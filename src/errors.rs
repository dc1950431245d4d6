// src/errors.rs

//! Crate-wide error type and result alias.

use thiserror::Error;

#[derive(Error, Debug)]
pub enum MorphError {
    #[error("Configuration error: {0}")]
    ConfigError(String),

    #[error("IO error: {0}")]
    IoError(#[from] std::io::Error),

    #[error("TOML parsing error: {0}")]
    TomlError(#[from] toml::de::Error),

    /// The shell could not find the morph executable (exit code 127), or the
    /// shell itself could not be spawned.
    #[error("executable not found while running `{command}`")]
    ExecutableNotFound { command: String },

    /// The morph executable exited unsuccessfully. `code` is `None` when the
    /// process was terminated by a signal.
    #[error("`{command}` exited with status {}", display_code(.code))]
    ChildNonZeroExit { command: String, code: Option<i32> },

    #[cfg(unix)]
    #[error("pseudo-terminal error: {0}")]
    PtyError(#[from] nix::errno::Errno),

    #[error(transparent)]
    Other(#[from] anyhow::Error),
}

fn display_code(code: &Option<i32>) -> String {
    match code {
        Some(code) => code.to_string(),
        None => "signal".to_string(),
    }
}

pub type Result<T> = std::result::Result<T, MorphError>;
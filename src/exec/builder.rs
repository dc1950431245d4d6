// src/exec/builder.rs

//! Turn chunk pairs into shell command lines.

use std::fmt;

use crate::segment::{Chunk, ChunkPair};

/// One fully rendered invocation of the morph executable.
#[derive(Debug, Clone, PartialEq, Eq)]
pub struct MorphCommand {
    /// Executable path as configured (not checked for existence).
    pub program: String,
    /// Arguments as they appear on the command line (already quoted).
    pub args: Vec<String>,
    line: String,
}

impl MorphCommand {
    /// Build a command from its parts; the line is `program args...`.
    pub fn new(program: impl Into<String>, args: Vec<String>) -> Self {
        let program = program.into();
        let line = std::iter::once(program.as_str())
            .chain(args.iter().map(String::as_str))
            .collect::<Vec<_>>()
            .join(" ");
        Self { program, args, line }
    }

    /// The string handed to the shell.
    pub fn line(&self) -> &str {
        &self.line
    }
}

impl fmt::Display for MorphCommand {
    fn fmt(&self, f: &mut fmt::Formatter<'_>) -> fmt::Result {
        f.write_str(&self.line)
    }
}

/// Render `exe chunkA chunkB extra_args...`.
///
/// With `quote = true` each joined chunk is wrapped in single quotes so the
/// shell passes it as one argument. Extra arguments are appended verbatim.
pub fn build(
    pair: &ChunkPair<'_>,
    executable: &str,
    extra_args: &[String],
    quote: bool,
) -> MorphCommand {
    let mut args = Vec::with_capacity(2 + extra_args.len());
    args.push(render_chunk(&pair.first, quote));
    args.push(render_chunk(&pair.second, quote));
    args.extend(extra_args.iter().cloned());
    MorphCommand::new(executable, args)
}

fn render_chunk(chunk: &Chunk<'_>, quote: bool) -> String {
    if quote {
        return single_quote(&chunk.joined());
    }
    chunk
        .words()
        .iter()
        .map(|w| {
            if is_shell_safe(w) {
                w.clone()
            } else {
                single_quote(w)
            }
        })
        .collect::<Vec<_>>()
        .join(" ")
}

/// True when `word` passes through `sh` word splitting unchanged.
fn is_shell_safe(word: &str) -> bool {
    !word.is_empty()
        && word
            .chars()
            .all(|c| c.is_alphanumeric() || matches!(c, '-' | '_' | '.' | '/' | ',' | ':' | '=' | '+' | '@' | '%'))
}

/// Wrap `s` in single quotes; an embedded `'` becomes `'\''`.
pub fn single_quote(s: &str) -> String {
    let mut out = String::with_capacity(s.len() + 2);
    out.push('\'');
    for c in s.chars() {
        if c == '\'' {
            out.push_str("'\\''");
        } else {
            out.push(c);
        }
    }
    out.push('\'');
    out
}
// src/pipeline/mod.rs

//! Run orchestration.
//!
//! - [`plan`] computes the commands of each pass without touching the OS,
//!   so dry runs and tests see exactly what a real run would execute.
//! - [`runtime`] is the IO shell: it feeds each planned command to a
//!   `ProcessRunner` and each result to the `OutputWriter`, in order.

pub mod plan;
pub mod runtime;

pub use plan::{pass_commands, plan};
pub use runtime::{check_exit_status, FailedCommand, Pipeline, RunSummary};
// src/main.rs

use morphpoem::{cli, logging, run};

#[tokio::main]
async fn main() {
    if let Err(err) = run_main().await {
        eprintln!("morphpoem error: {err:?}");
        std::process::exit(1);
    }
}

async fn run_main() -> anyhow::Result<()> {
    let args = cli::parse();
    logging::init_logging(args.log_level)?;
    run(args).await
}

○ ○ ○

- _REQUIRED WORK_:
Search the data for "runtime" and list every line in which it occurs.

- _ANSWER BOX_:
//! - [`runtime`] is the IO shell: it feeds each planned command to a
pub mod runtime;
pub use runtime::{check_exit_status, FailedCommand, Pipeline, RunSummary};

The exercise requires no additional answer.